Question

what is the vertex of f(x)=x^2+2

what is the vertex of f(x)=x^2+2

if possible, please show steps, thank you.

Answer 1

There are a number of ways:
A) Plot the graph of the equation on the calculator and find the coordinates at the trough of the graph.

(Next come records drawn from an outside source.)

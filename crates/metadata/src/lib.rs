//! Node document store for shoal.
//!
//! Nodes are persisted as JSON documents, with the fields used for filtering
//! (type, owner, ingested path, expiration, virtual-part references) copied
//! into indexed columns.

pub mod error;
pub mod models;
pub mod repos;
pub mod store;

pub use error::{MetadataError, MetadataResult};
pub use repos::{NodeQuery, NodeRepo, Visibility};
pub use store::{MetadataStore, SqliteStore};

use shoal_core::config::MetadataConfig;
use std::sync::Arc;

/// Create a metadata store from configuration.
pub async fn from_config(config: &MetadataConfig) -> MetadataResult<Arc<dyn MetadataStore>> {
    match config {
        MetadataConfig::Sqlite {
            path,
            query_timeout_secs,
        } => {
            if path.as_os_str().is_empty() {
                return Err(MetadataError::Config(
                    "metadata.path cannot be empty".to_string(),
                ));
            }
            let store = SqliteStore::new(path, *query_timeout_secs).await?;
            Ok(Arc::new(store) as Arc<dyn MetadataStore>)
        }
    }
}
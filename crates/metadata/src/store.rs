//! Metadata store trait and implementations.

use crate::error::{MetadataError, MetadataResult};
use crate::models::{NodeRow, timestamp_nanos};
use crate::repos::{NodeQuery, NodeRepo, Visibility};
use async_trait::async_trait;
use shoal_core::acl::PUBLIC;
use shoal_core::{Node, NodeId};
use sqlx::sqlite::{SqliteConnectOptions, SqlitePoolOptions};
use sqlx::{Pool, QueryBuilder, Sqlite};
use std::path::Path;
use std::str::FromStr;
use std::time::Duration;

/// Combined metadata store trait.
#[async_trait]
pub trait MetadataStore: NodeRepo + Send + Sync {
    /// Run database migrations.
    async fn migrate(&self) -> MetadataResult<()>;

    /// Check database connectivity and health.
    async fn health_check(&self) -> MetadataResult<()>;
}

/// SQLite-based metadata store.
pub struct SqliteStore {
    pool: Pool<Sqlite>,
}

impl SqliteStore {
    /// Open (creating if missing) the database at `path` and apply the schema.
    pub async fn new(
        path: impl AsRef<Path>,
        query_timeout_secs: Option<u64>,
    ) -> MetadataResult<Self> {
        let path = path.as_ref();

        if let Some(parent) = path.parent() {
            std::fs::create_dir_all(parent)?;
        }

        let opts = SqliteConnectOptions::from_str(&format!("sqlite:{}?mode=rwc", path.display()))?
            .create_if_missing(true)
            .journal_mode(sqlx::sqlite::SqliteJournalMode::Wal)
            .synchronous(sqlx::sqlite::SqliteSynchronous::Normal)
            .foreign_keys(true)
            // Prevent transient "database is locked" errors under concurrent access.
            .busy_timeout(Duration::from_secs(5));

        let pool = SqlitePoolOptions::new()
            // SQLite permits limited write concurrency; a single connection serializes writers.
            .max_connections(1)
            .connect_with(opts)
            .await?;

        let store = Self { pool };
        store.migrate().await?;

        if let Some(secs) = query_timeout_secs {
            tracing::debug!(
                query_timeout_secs = secs,
                "SQLite query timeout is advisory only"
            );
        }

        Ok(store)
    }

    /// Get a reference to the connection pool.
    pub fn pool(&self) -> &Pool<Sqlite> {
        &self.pool
    }
}

#[async_trait]
impl MetadataStore for SqliteStore {
    async fn migrate(&self) -> MetadataResult<()> {
        sqlx::query(SCHEMA_SQL).execute(&self.pool).await?;
        Ok(())
    }

    async fn health_check(&self) -> MetadataResult<()> {
        sqlx::query("SELECT 1").execute(&self.pool).await?;
        Ok(())
    }
}

/// Append `AND ...` clauses for every set field of `query`.
fn push_filters(qb: &mut QueryBuilder<'_, Sqlite>, query: &NodeQuery) {
    if let Some(ids) = &query.ids {
        if ids.is_empty() {
            qb.push(" AND 1=0");
        } else {
            qb.push(" AND id IN (");
            let mut separated = qb.separated(", ");
            for id in ids {
                separated.push_bind(id.to_string());
            }
            separated.push_unseparated(")");
        }
    }
    if let Some(part) = &query.references_part {
        qb.push(" AND id IN (SELECT node_id FROM node_virtual_parts WHERE part_id = ")
            .push_bind(part.to_string())
            .push(")");
    }
    if let Some(path) = &query.file_path {
        qb.push(" AND file_path = ").push_bind(path.clone());
    }
    if let Some(at) = query.expired_before {
        qb.push(" AND expiration IS NOT NULL AND expiration <= ")
            .push_bind(at.unix_timestamp());
    }
    if let Some(tag) = &query.tag {
        qb.push(" AND EXISTS (SELECT 1 FROM json_each(nodes.document, '$.tags') WHERE value = ")
            .push_bind(tag.clone())
            .push(")");
    }
    if let Some(node_type) = &query.node_type {
        qb.push(" AND node_type = ").push_bind(node_type.clone());
    }
    if let Visibility::ReadableBy(caller) = &query.visibility {
        qb.push(" AND (owner IS NULL OR EXISTS (SELECT 1 FROM json_each(nodes.document, '$.acl.read') WHERE value = ")
            .push_bind(PUBLIC);
        if let Some(caller) = caller {
            qb.push(" OR value = ")
                .push_bind(caller.clone())
                .push(") OR owner = ")
                .push_bind(caller.clone())
                .push(")");
        } else {
            qb.push("))");
        }
    }
}

fn clamp(value: u64) -> i64 {
    i64::try_from(value).unwrap_or(i64::MAX)
}

#[async_trait]
impl NodeRepo for SqliteStore {
    #[tracing::instrument(skip(self, node), fields(node_id = %node.id))]
    async fn upsert_node(&self, node: &Node) -> MetadataResult<()> {
        let row = NodeRow::from_node(node)?;
        let mut tx = self.pool.begin().await?;

        sqlx::query(
            r#"
            INSERT INTO nodes (id, node_type, owner, file_path, expiration, created_on, document)
            VALUES (?, ?, ?, ?, ?, ?, ?)
            ON CONFLICT(id) DO UPDATE SET
                node_type = excluded.node_type,
                owner = excluded.owner,
                file_path = excluded.file_path,
                expiration = excluded.expiration,
                document = excluded.document
            "#,
        )
        .bind(&row.id)
        .bind(&row.node_type)
        .bind(&row.owner)
        .bind(&row.file_path)
        .bind(row.expiration)
        .bind(row.created_on)
        .bind(&row.document)
        .execute(&mut *tx)
        .await?;

        sqlx::query("DELETE FROM node_virtual_parts WHERE node_id = ?")
            .bind(&row.id)
            .execute(&mut *tx)
            .await?;

        if node.is_virtual() {
            for part in &node.file.virtual_parts {
                sqlx::query(
                    "INSERT OR IGNORE INTO node_virtual_parts (node_id, part_id) VALUES (?, ?)",
                )
                .bind(&row.id)
                .bind(part.to_string())
                .execute(&mut *tx)
                .await?;
            }
        }

        tx.commit().await?;
        Ok(())
    }

    async fn get_node(&self, id: &NodeId) -> MetadataResult<Option<Node>> {
        let row = sqlx::query_as::<_, NodeRow>("SELECT * FROM nodes WHERE id = ?")
            .bind(id.to_string())
            .fetch_optional(&self.pool)
            .await?;
        row.map(NodeRow::into_node).transpose()
    }

    async fn find_nodes(
        &self,
        query: &NodeQuery,
        limit: u64,
        offset: u64,
    ) -> MetadataResult<(Vec<Node>, u64)> {
        let total = self.count_nodes(query).await?;

        let mut qb = QueryBuilder::<Sqlite>::new("SELECT * FROM nodes WHERE 1=1");
        push_filters(&mut qb, query);
        qb.push(" ORDER BY created_on DESC, id LIMIT ")
            .push_bind(clamp(limit))
            .push(" OFFSET ")
            .push_bind(clamp(offset));

        let rows = qb
            .build_query_as::<NodeRow>()
            .fetch_all(&self.pool)
            .await?;
        let nodes = rows
            .into_iter()
            .map(NodeRow::into_node)
            .collect::<MetadataResult<Vec<_>>>()?;
        Ok((nodes, total))
    }

    async fn count_nodes(&self, query: &NodeQuery) -> MetadataResult<u64> {
        let mut qb = QueryBuilder::<Sqlite>::new("SELECT COUNT(*) FROM nodes WHERE 1=1");
        push_filters(&mut qb, query);
        let count: i64 = qb.build_query_scalar().fetch_one(&self.pool).await?;
        Ok(u64::try_from(count).unwrap_or(0))
    }

    #[tracing::instrument(skip(self), fields(node_id = %id))]
    async fn delete_node(&self, id: &NodeId) -> MetadataResult<()> {
        let result = sqlx::query("DELETE FROM nodes WHERE id = ?")
            .bind(id.to_string())
            .execute(&self.pool)
            .await?;

        if result.rows_affected() == 0 {
            return Err(MetadataError::NotFound(format!("node {id} not found")));
        }
        Ok(())
    }
}


const SCHEMA_SQL: &str = r#"
CREATE TABLE IF NOT EXISTS nodes (
    id TEXT PRIMARY KEY,
    node_type TEXT NOT NULL DEFAULT '',
    owner TEXT,
    file_path TEXT,
    expiration INTEGER,
    created_on INTEGER NOT NULL,
    document TEXT NOT NULL
);

CREATE INDEX IF NOT EXISTS idx_nodes_created_on ON nodes(created_on);
CREATE INDEX IF NOT EXISTS idx_nodes_expiration ON nodes(expiration) WHERE expiration IS NOT NULL;
CREATE INDEX IF NOT EXISTS idx_nodes_file_path ON nodes(file_path) WHERE file_path IS NOT NULL;
CREATE INDEX IF NOT EXISTS idx_nodes_owner ON nodes(owner);

CREATE TABLE IF NOT EXISTS node_virtual_parts (
    node_id TEXT NOT NULL REFERENCES nodes(id) ON DELETE CASCADE,
    part_id TEXT NOT NULL,
    PRIMARY KEY (node_id, part_id)
);

CREATE INDEX IF NOT EXISTS idx_node_virtual_parts_part ON node_virtual_parts(part_id);
"#;
//! Periodic deletion of expired nodes and sweeping of stale locks.

use crate::error::NodeResult;
use crate::locker::SweepStats;
use crate::service::NodeService;
use shoal_metadata::NodeQuery;
use std::time::Duration;
use time::OffsetDateTime;
use tracing::{info, warn};

/// Expired nodes handled per reaper pass.
const REAP_BATCH: u64 = 500;

/// Outcome of one reaper pass.
#[derive(Clone, Copy, Debug, Default, PartialEq, Eq)]
pub struct ReapStats {
    pub expired: usize,
    pub failed: usize,
    pub locks: SweepStats,
}

impl NodeService {
    /// Delete every node whose expiration has passed. Nodes that cannot be
    /// deleted (still referenced, locked) are skipped and counted.
    pub async fn reap_expired(&self, now: OffsetDateTime) -> NodeResult<(usize, usize)> {
        let (expired, _) = self
            .metadata
            .find_nodes(&NodeQuery::expired_before(now), REAP_BATCH, 0)
            .await?;
        let (mut deleted, mut failed) = (0, 0);
        for node in expired {
            match self.delete(&node.id).await {
                Ok(()) => {
                    deleted += 1;
                    info!(node_id = %node.id, "expired node reaped");
                }
                Err(err) => {
                    failed += 1;
                    warn!(node_id = %node.id, error = %err, "failed to reap expired node");
                }
            }
        }
        Ok((deleted, failed))
    }

    /// One reaper pass: expired nodes, then stale locks.
    pub async fn run_reaper_once(&self) -> NodeResult<ReapStats> {
        let (expired, failed) = self.reap_expired(OffsetDateTime::now_utc()).await?;
        let locks = self.locks.sweep(&self.lock_config);
        Ok(ReapStats {
            expired,
            failed,
            locks,
        })
    }
}

/// Run the reaper every `interval` until the runtime shuts down.
pub fn spawn_reaper(service: NodeService, interval: Duration) -> tokio::task::JoinHandle<()> {
    tokio::spawn(async move {
        let mut ticker = tokio::time::interval(interval);
        ticker.set_missed_tick_behavior(tokio::time::MissedTickBehavior::Skip);

        loop {
            ticker.tick().await;
            match service.run_reaper_once().await {
                Ok(stats) if stats.expired > 0 || stats.failed > 0 => {
                    info!(
                        expired = stats.expired,
                        failed = stats.failed,
                        "reaper pass finished"
                    );
                }
                Ok(_) => {}
                Err(err) => warn!(error = %err, "reaper pass failed"),
            }
        }
    })
}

You can use calculus by differentiating the equation and setting the derivative to 0, then solving for x. Once the value of x is found plug that value in the original equation to get the y value:
i.e.
\[y=x ^{2} +2\] y' = 2x
Set y' =0
=> y'=2x=0
=> x=0
f(0) =2
Therefore the vertex is at (0, 2)

C) Use the b/2a. This gives the x value of the vertex.
Plug the x value in the original equation to get the y value.

i.e
for an equation:

\[y= ax ^{2} + bx +c \]set y =0
\[ax ^{2} + bx + C =0\] The x value of the vertex is b/2a

Your equation:
\[y=x ^{2} +2\] => a=1, b=0, c=2
i.e. it is equivalent to \[y=x ^{2} +0x + 2\]
X value of the vertex = 0/2 = 0
substitute the x value back into the original equation to get y:
thus: \[y=0^{2} + 2 =2\] The vertex is therefore (0,2).